:: Supplied data

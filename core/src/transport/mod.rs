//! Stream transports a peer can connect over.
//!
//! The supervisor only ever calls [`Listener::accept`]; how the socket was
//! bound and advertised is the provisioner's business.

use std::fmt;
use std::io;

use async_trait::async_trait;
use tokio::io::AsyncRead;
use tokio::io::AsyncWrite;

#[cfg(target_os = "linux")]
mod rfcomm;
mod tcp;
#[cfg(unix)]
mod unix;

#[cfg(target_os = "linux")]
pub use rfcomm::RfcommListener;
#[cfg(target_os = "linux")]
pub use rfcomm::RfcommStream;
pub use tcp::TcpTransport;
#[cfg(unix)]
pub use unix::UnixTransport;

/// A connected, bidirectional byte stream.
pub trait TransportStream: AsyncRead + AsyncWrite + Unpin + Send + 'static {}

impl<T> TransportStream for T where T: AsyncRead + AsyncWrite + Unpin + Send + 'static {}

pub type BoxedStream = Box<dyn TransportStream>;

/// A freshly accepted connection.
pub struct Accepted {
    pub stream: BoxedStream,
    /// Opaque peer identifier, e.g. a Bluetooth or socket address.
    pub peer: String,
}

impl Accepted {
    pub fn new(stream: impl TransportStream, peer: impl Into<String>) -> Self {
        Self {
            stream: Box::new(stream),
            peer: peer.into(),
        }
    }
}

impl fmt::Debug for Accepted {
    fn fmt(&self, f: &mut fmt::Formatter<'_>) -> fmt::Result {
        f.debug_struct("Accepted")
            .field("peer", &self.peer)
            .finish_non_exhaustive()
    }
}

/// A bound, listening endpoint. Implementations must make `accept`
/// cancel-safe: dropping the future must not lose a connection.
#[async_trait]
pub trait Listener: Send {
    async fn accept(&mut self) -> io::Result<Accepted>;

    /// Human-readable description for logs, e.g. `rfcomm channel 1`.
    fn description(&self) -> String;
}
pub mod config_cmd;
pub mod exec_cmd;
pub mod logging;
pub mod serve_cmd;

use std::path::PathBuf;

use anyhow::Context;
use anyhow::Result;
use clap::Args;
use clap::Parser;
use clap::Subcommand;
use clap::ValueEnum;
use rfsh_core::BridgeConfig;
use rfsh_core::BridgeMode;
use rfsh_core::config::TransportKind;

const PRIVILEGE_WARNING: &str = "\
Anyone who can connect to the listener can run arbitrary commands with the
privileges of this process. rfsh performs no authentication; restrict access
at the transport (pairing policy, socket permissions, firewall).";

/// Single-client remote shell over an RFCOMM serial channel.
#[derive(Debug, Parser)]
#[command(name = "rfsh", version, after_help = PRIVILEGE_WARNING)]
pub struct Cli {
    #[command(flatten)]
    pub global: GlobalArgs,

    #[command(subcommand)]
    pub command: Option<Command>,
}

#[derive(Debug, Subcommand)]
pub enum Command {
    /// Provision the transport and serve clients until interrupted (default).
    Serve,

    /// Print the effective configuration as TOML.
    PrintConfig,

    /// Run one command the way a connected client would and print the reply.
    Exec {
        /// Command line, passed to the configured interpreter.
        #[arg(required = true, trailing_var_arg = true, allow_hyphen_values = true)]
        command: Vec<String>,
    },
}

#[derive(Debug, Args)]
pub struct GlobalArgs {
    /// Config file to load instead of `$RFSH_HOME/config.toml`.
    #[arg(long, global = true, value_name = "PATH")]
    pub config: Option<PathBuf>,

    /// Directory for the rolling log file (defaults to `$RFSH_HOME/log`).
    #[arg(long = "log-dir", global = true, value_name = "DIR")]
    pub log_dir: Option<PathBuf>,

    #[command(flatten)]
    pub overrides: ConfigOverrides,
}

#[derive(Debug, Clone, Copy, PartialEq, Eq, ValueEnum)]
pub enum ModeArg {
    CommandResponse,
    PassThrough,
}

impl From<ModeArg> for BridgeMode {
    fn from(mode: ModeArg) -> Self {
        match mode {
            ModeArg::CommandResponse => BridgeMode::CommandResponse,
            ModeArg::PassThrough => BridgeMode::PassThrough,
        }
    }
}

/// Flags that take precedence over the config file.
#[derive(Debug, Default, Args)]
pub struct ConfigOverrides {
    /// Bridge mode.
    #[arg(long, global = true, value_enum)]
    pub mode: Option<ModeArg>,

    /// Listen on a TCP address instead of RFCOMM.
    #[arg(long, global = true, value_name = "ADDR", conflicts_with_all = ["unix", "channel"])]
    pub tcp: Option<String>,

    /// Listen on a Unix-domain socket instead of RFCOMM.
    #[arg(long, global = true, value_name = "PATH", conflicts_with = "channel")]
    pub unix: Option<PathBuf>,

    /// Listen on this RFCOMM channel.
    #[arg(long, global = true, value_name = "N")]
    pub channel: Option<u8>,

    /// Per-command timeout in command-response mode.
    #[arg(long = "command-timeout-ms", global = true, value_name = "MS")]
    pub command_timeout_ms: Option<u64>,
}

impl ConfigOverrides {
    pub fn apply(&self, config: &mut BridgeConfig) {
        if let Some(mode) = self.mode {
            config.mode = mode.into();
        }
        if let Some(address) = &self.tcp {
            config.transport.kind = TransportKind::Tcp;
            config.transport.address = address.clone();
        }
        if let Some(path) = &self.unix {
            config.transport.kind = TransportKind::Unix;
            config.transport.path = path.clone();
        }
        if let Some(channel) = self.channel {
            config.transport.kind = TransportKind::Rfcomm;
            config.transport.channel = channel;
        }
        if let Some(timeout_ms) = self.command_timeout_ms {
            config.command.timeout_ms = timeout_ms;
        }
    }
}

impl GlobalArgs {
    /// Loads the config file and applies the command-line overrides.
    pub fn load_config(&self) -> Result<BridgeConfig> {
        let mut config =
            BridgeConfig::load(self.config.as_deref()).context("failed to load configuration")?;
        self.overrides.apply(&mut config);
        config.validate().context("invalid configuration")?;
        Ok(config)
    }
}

::::
:: Supplied data

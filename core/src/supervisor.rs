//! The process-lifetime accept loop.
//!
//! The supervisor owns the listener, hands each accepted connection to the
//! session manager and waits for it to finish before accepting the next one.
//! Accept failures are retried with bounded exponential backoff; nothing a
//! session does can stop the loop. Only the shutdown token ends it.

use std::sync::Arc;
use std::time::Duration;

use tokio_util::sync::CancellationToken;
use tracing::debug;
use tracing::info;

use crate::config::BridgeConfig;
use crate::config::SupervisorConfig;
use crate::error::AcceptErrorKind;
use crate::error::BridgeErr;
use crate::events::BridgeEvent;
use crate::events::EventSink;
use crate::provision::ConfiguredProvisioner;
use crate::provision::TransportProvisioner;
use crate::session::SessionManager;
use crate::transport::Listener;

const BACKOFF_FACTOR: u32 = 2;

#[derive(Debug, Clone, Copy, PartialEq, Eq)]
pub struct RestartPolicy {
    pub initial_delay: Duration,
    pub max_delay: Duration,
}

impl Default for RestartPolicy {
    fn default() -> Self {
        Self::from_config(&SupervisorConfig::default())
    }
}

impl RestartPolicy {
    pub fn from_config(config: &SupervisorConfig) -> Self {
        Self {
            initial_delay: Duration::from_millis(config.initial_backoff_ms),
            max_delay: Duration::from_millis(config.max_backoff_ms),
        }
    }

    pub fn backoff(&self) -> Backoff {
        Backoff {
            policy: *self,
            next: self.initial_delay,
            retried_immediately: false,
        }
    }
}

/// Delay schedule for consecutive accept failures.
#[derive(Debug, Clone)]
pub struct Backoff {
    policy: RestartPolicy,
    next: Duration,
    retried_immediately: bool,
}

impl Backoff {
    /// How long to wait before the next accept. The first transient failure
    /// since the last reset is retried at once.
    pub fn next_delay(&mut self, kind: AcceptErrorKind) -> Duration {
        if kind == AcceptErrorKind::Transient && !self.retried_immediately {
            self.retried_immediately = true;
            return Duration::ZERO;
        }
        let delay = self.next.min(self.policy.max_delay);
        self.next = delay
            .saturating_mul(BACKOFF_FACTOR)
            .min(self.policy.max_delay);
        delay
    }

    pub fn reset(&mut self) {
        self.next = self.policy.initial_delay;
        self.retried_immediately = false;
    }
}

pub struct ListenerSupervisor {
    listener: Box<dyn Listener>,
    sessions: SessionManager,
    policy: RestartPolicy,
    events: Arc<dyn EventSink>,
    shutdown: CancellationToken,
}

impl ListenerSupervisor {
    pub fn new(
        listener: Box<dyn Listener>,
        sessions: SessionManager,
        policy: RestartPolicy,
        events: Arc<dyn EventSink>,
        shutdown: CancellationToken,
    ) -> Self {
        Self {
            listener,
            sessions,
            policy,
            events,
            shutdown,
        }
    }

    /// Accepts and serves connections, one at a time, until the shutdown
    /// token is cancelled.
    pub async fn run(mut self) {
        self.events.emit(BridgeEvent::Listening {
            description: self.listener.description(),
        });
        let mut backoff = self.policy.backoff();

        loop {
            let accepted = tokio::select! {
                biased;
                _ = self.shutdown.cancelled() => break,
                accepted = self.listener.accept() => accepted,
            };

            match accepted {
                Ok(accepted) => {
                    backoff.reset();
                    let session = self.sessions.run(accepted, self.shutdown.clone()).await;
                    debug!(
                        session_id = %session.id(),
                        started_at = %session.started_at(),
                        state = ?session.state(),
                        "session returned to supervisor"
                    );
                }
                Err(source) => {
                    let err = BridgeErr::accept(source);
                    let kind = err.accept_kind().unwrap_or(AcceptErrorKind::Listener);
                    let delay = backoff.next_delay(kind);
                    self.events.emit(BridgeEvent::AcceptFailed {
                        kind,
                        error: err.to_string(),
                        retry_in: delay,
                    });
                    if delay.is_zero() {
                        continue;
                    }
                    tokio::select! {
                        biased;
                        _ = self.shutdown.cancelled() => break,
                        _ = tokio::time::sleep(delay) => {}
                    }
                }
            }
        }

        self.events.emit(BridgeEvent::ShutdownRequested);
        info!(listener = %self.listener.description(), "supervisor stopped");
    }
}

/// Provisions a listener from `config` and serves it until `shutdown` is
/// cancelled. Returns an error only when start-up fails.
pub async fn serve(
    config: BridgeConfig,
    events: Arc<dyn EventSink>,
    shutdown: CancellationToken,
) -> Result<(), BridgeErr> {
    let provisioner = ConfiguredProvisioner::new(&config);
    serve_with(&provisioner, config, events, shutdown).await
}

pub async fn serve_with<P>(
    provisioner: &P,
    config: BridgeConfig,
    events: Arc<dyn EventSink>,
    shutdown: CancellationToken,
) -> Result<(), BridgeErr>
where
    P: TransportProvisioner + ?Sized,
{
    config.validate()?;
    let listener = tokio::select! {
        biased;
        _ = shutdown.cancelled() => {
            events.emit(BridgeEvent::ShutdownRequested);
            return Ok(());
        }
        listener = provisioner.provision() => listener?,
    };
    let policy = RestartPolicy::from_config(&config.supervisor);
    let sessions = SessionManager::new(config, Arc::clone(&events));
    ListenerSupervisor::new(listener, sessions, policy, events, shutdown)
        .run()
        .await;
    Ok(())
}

::::

_What is being asked:_
In the data above, which lines lie between the line with "filename core/src/transport/mod.rs" and the line with "use clap::ValueEnum;", inclusive? Print those lines exactly and nothing else.

_Result:_
filename core/src/transport/mod.rs
//! Stream transports a peer can connect over.
//!
//! The supervisor only ever calls [`Listener::accept`]; how the socket was
//! bound and advertised is the provisioner's business.

use std::fmt;
use std::io;

use async_trait::async_trait;
use tokio::io::AsyncRead;
use tokio::io::AsyncWrite;

#[cfg(target_os = "linux")]
mod rfcomm;
mod tcp;
#[cfg(unix)]
mod unix;

#[cfg(target_os = "linux")]
pub use rfcomm::RfcommListener;
#[cfg(target_os = "linux")]
pub use rfcomm::RfcommStream;
pub use tcp::TcpTransport;
#[cfg(unix)]
pub use unix::UnixTransport;

/// A connected, bidirectional byte stream.
pub trait TransportStream: AsyncRead + AsyncWrite + Unpin + Send + 'static {}

impl<T> TransportStream for T where T: AsyncRead + AsyncWrite + Unpin + Send + 'static {}

pub type BoxedStream = Box<dyn TransportStream>;

/// A freshly accepted connection.
pub struct Accepted {
    pub stream: BoxedStream,
    /// Opaque peer identifier, e.g. a Bluetooth or socket address.
    pub peer: String,
}

impl Accepted {
    pub fn new(stream: impl TransportStream, peer: impl Into<String>) -> Self {
        Self {
            stream: Box::new(stream),
            peer: peer.into(),
        }
    }
}

impl fmt::Debug for Accepted {
    fn fmt(&self, f: &mut fmt::Formatter<'_>) -> fmt::Result {
        f.debug_struct("Accepted")
            .field("peer", &self.peer)
            .finish_non_exhaustive()
    }
}

/// A bound, listening endpoint. Implementations must make `accept`
/// cancel-safe: dropping the future must not lose a connection.
#[async_trait]
pub trait Listener: Send {
    async fn accept(&mut self) -> io::Result<Accepted>;

    /// Human-readable description for logs, e.g. `rfcomm channel 1`.
    fn description(&self) -> String;
}
pub mod config_cmd;
pub mod exec_cmd;
pub mod logging;
pub mod serve_cmd;

use std::path::PathBuf;

use anyhow::Context;
use anyhow::Result;
use clap::Args;
use clap::Parser;
use clap::Subcommand;
use clap::ValueEnum;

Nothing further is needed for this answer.